Collected data:
----
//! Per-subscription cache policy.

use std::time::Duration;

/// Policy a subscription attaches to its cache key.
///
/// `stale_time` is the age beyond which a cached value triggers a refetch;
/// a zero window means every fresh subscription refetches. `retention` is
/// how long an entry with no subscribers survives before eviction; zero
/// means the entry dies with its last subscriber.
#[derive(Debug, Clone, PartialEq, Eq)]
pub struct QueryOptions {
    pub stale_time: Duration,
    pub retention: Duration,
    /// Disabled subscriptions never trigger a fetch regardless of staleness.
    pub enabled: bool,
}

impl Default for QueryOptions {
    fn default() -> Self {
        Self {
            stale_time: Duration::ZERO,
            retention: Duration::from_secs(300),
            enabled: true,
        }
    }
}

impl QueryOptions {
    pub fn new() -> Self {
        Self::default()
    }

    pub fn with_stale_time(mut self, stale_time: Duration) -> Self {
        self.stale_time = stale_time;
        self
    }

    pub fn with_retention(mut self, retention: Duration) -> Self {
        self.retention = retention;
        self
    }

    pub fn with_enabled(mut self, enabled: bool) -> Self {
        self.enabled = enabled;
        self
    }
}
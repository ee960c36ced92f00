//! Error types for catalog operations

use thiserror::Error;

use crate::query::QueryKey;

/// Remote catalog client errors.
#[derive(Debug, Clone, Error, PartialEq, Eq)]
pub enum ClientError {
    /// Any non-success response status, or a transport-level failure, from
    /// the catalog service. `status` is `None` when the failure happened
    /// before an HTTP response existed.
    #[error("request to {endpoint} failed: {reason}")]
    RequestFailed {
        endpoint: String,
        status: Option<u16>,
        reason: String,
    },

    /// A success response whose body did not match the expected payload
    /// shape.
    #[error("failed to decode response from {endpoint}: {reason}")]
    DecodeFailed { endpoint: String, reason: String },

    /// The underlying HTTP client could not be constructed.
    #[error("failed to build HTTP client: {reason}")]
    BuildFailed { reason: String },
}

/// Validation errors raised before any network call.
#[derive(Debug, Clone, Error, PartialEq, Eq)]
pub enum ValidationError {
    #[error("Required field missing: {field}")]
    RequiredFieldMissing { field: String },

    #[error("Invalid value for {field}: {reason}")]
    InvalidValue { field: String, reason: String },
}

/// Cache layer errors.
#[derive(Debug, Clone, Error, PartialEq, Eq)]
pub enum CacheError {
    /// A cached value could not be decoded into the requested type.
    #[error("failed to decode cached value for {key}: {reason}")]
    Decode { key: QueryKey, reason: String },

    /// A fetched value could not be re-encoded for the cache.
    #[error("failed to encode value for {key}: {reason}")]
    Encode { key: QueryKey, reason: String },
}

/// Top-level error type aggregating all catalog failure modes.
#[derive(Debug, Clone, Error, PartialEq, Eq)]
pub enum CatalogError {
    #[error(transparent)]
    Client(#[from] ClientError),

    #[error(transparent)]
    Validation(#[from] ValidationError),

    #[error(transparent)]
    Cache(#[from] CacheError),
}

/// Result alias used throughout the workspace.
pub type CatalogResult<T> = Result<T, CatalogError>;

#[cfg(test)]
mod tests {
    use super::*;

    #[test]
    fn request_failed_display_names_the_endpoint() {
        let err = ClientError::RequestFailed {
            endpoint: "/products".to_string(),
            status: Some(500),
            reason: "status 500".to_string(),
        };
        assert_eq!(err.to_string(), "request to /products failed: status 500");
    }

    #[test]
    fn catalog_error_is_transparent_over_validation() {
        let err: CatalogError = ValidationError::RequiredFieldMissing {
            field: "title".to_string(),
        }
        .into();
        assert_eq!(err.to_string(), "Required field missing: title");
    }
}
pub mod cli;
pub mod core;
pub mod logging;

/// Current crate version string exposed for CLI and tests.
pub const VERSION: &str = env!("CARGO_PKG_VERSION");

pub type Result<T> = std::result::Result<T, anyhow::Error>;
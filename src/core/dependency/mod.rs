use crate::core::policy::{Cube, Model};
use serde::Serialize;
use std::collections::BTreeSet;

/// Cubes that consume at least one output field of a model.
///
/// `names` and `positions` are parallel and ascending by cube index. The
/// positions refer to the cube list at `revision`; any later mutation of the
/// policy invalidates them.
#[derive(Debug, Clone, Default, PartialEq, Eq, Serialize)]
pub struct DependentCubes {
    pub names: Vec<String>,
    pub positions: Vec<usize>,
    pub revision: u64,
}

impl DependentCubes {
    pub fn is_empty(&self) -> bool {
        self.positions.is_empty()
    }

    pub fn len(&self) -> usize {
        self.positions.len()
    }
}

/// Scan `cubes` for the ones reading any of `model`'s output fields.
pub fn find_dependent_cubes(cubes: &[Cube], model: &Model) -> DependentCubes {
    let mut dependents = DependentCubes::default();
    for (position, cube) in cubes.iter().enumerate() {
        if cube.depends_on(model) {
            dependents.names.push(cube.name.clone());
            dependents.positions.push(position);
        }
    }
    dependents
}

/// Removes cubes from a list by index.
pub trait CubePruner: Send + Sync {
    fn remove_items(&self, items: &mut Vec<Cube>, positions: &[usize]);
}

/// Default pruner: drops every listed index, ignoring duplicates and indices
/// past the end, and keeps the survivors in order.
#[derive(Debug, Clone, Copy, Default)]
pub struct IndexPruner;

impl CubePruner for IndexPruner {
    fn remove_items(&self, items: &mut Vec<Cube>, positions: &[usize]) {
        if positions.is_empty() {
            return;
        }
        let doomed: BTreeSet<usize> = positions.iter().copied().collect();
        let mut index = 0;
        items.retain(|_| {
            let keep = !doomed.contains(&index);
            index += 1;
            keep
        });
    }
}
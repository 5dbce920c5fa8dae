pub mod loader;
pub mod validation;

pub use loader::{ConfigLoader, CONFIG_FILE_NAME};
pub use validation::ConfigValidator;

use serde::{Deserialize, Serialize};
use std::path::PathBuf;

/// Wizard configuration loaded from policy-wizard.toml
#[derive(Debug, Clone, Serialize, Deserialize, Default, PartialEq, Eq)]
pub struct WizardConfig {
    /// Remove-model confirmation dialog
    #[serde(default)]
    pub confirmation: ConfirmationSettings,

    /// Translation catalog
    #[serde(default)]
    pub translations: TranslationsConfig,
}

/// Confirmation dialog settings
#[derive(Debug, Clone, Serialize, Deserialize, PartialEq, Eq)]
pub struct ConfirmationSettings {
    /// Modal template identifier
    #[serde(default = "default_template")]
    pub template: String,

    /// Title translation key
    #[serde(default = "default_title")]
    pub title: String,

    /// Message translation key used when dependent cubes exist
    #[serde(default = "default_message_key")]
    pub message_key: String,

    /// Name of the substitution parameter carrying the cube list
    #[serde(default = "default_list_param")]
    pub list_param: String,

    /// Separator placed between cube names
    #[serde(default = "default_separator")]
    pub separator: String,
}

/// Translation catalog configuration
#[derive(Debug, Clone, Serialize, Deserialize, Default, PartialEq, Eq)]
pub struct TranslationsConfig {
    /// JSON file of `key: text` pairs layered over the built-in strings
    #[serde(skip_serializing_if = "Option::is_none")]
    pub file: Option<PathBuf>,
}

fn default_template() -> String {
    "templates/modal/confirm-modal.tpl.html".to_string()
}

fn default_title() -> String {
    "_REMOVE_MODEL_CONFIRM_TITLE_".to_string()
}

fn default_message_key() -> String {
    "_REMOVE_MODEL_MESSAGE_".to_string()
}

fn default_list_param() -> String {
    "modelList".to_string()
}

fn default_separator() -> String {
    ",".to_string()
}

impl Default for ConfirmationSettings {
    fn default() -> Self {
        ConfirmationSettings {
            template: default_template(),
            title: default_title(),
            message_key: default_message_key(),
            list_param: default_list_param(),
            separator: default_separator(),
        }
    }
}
----
* Task instructions *
Give only the number of lines in the entries above that hold the string "RequiredFieldMissing".

* Answer to the exercise *
2